Bienvenu ? Mais il ne suffit pas d'avoir, la veille, crié "prem ! " pour avoir assuré son titre de roi définitivement.
Les suivants arrivent déjà en farandole pour détrôner le beau mais trop orgueilleux "premier de cordée" (!!!).
Bien entendu, comme toujours lorsque les premières places sont comptées sur les doigts de la main, il y a des récriminations acerbes en fin de nuit. La nature n'en croit pas ses oreilles !
"Deuss" entendent les peupliers voisins. "Faux! deuss, c'est moi, espèce d'usurpateur !"
"Et pourquoi je suis toujours le troisième ?" siffle une voix aigre issue de sous une grosse euphorbe.
"Nous sommes là ! Nous sommes là !" susurrent de nombreux petits germes blancs surgis de la terre ces dernières heures.
"Vous, les tendrons, essayez de ne pas trop la ramener ! ok ? Quand ce sera votre heure, nous en reparlerons !"
"C'est quand, notre heure ? C'est quand ?" insistent les importuns.
"Quand vous aurez trouvé une robe" se moque le Deuss méprisant.

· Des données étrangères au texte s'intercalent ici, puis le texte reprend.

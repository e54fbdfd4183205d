//! `Authorization` header per auth mode.

use birdwire_core::{AuthMode, Credentials, Error, Method, Result};
use url::Url;

use crate::oauth::OAuthSigner;

/// Header value authorizing `method url` in the given mode.
///
/// `url` must already carry the encoded query: it is part of the OAuth
/// signature. [`AuthMode::Unset`] is treated as app context.
///
/// # Errors
///
/// Returns [`Error::Authentication`] if the credentials needed by `mode`
/// are missing.
pub fn authorization(
    credentials: &Credentials,
    mode: AuthMode,
    method: Method,
    url: &Url,
) -> Result<String> {
    match mode {
        AuthMode::UserContext => OAuthSigner::from_credentials(credentials)?.sign(method, url),
        AuthMode::AppContext | AuthMode::Unset => credentials
            .bearer_token()
            .map(|token| format!("Bearer {token}"))
            .ok_or_else(|| Error::authentication("app-context call requires a bearer token")),
    }
}
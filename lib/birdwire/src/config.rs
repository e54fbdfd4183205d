//! Transport configuration types.

use std::time::Duration;

/// Configuration for the HTTP transport.
#[derive(Debug, Clone, PartialEq, Eq)]
pub struct TransportConfig {
    /// Request timeout duration, response body included.
    pub timeout: Duration,
    /// Connection timeout duration.
    pub connect_timeout: Duration,
    /// Maximum idle connections per host.
    pub pool_idle_per_host: usize,
    /// Idle connection timeout.
    pub pool_idle_timeout: Duration,
}

impl Default for TransportConfig {
    fn default() -> Self {
        Self {
            timeout: Duration::from_secs(30),
            connect_timeout: Duration::from_secs(10),
            pool_idle_per_host: 32,
            pool_idle_timeout: Duration::from_secs(90),
        }
    }
}

impl TransportConfig {
    /// Create a new configuration builder.
    #[must_use]
    pub fn builder() -> TransportConfigBuilder {
        TransportConfigBuilder::default()
    }
}

/// Builder for [`TransportConfig`].
#[derive(Debug, Clone, Default)]
pub struct TransportConfigBuilder {
    timeout: Option<Duration>,
    connect_timeout: Option<Duration>,
    pool_idle_per_host: Option<usize>,
    pool_idle_timeout: Option<Duration>,
}

impl TransportConfigBuilder {
    /// Set the request timeout.
    #[must_use]
    pub const fn timeout(mut self, timeout: Duration) -> Self {
        self.timeout = Some(timeout);
        self
    }

    /// Set the connection timeout.
    #[must_use]
    pub const fn connect_timeout(mut self, timeout: Duration) -> Self {
        self.connect_timeout = Some(timeout);
        self
    }

    /// Set the maximum idle connections per host.
    #[must_use]
    pub const fn pool_idle_per_host(mut self, count: usize) -> Self {
        self.pool_idle_per_host = Some(count);
        self
    }

    /// Set the idle connection timeout.
    #[must_use]
    pub const fn pool_idle_timeout(mut self, timeout: Duration) -> Self {
        self.pool_idle_timeout = Some(timeout);
        self
    }

    /// Build the configuration.
    #[must_use]
    pub fn build(self) -> TransportConfig {
        let defaults = TransportConfig::default();
        TransportConfig {
            timeout: self.timeout.unwrap_or(defaults.timeout),
            connect_timeout: self.connect_timeout.unwrap_or(defaults.connect_timeout),
            pool_idle_per_host: self
                .pool_idle_per_host
                .unwrap_or(defaults.pool_idle_per_host),
            pool_idle_timeout: self.pool_idle_timeout.unwrap_or(defaults.pool_idle_timeout),
        }
    }
}
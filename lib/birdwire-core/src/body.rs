//! JSON body helpers.

use bytes::Bytes;

use crate::Result;

/// Serialize a value to JSON bytes.
///
/// # Errors
///
/// Returns an error if JSON serialization fails.
///
/// # Example
///
/// ```
/// use birdwire_core::to_json;
/// use serde::Serialize;
///
/// #[derive(Serialize)]
/// struct Like { tweet_id: String }
///
/// let like = Like { tweet_id: "20".to_string() };
/// let bytes = to_json(&like).expect("serialize");
/// assert_eq!(bytes.as_ref(), br#"{"tweet_id":"20"}"#);
/// ```
pub fn to_json<T: serde::Serialize>(value: &T) -> Result<Bytes> {
    serde_json::to_vec(value)
        .map(Bytes::from)
        .map_err(Into::into)
}

/// Deserialize JSON bytes to a value with path-aware error messages.
///
/// Uses `serde_path_to_error` so a [`crate::Error::Decode`] names the
/// field that failed (e.g. `data[1].created_at`).
///
/// # Errors
///
/// Returns [`crate::Error::Decode`] if JSON deserialization fails.
///
/// # Example
///
/// ```
/// use birdwire_core::from_json;
/// use serde::Deserialize;
///
/// #[derive(Debug, PartialEq, Deserialize)]
/// struct User { username: String }
///
/// let user: User = from_json(br#"{"username":"TwitterDev"}"#).expect("deserialize");
/// assert_eq!(user, User { username: "TwitterDev".to_string() });
/// ```
pub fn from_json<T: serde::de::DeserializeOwned>(bytes: &[u8]) -> Result<T> {
    let mut deserializer = serde_json::Deserializer::from_slice(bytes);
    serde_path_to_error::deserialize(&mut deserializer)
        .map_err(|e| crate::Error::decode(e.path().to_string(), e.inner().to_string()))
}

#[cfg(test)]
mod tests {
    use super::*;

    #[test]
    fn to_json_serialize() {
        #[derive(serde::Serialize)]
        struct Tweet {
            text: String,
        }

        let bytes = to_json(&Tweet {
            text: "hello".to_string(),
        })
        .expect("serialize");
        assert_eq!(bytes.as_ref(), br#"{"text":"hello"}"#);
    }

    #[test]
    fn from_json_syntax_error() {
        #[derive(Debug, serde::Deserialize)]
        struct Tweet {
            #[allow(dead_code)]
            id: String,
        }

        let result: Result<Tweet> = from_json(b"<html>over capacity</html>");
        let err = result.expect_err("should fail");
        assert!(matches!(err, crate::Error::Decode { .. }));
    }

    #[test]
    fn from_json_error_names_path() {
        #[derive(Debug, serde::Deserialize)]
        struct Tweet {
            #[allow(dead_code)]
            id: String,
        }

        #[derive(Debug, serde::Deserialize)]
        struct Page {
            #[allow(dead_code)]
            data: Vec<Tweet>,
        }

        let result: Result<Page> = from_json(br#"{"data":[{"id":"1"},{"id":2}]}"#);
        let msg = result.expect_err("should fail").to_string();
        assert!(msg.contains("data[1].id"), "Expected path in error: {msg}");
    }
}
//! HTTP response handling.
//!
//! [`Response`] is the raw result of one transport call. It is turned into a
//! typed [`crate::Envelope`] by [`crate::decode_envelope`].

use std::collections::HashMap;

use bytes::Bytes;

/// HTTP response with status, headers, and body.
#[derive(Debug, Clone)]
pub struct Response<B = Bytes> {
    status: u16,
    headers: HashMap<String, String>,
    body: B,
}

impl<B> Response<B> {
    /// Creates a new response.
    #[must_use]
    pub fn new(status: u16, headers: HashMap<String, String>, body: B) -> Self {
        Self {
            status,
            headers,
            body,
        }
    }

    /// HTTP status code.
    #[must_use]
    pub const fn status(&self) -> u16 {
        self.status
    }

    /// Response headers.
    #[must_use]
    pub fn headers(&self) -> &HashMap<String, String> {
        &self.headers
    }

    /// Single header value by name, ignoring ASCII case.
    #[must_use]
    pub fn header(&self, name: &str) -> Option<&str> {
        self.headers.get(name).map(String::as_str).or_else(|| {
            self.headers
                .iter()
                .find(|(key, _)| key.eq_ignore_ascii_case(name))
                .map(|(_, value)| value.as_str())
        })
    }

    /// Response body.
    #[must_use]
    pub const fn body(&self) -> &B {
        &self.body
    }

    /// Consume into (status, headers, body).
    #[must_use]
    pub fn into_parts(self) -> (u16, HashMap<String, String>, B) {
        (self.status, self.headers, self.body)
    }

    /// Status is 2xx.
    #[must_use]
    pub const fn is_success(&self) -> bool {
        self.status >= 200 && self.status < 300
    }

    /// Status is 4xx.
    #[must_use]
    pub const fn is_client_error(&self) -> bool {
        self.status >= 400 && self.status < 500
    }

    /// Status is 5xx.
    #[must_use]
    pub const fn is_server_error(&self) -> bool {
        self.status >= 500 && self.status < 600
    }
}

impl Response<Bytes> {
    /// Deserialize the response body as JSON.
    ///
    /// # Errors
    ///
    /// Returns an error if deserialization fails.
    pub fn json<T: serde::de::DeserializeOwned>(self) -> crate::Result<T> {
        crate::from_json(&self.body)
    }
}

Les pourpiers, les pâquerettes et les bourraches se poussent du coude en ricanant sous cape. "Non mais, tu aurais cru ça de la part des ces fleurs habituellement si délicates ? Quelle pagaille !" chuchotent-ils. Et de continuer :
"Je crois que la pluie de cette nuit les a sérieusement bouleversées."
"C'est bien possible. Après autant de semaines d'attente, il y a de quoi en perdre les pédales, non ?"
"Tu veux dire en perdre ses bulbilles ?"
"Ah, ah, ah ! Oui, tu as raison."
Une abeille survole l'assemblée , sent passer le souffle de la révolution florale et file à tire d'ailes pour prévenir ses consœurs : "N'y allons pas tout de suite, attendons le lever du soleil. Sa chaleur les calmera. Inutile de se faire cracher aux antennes pour quelques gouttes de rosée et un chouïa de pollen."
Eh oui, on ne le croirait pas mais, dans la safraneraie, les fins de nuits ne se font pas toujours dans le calme et la sérénité.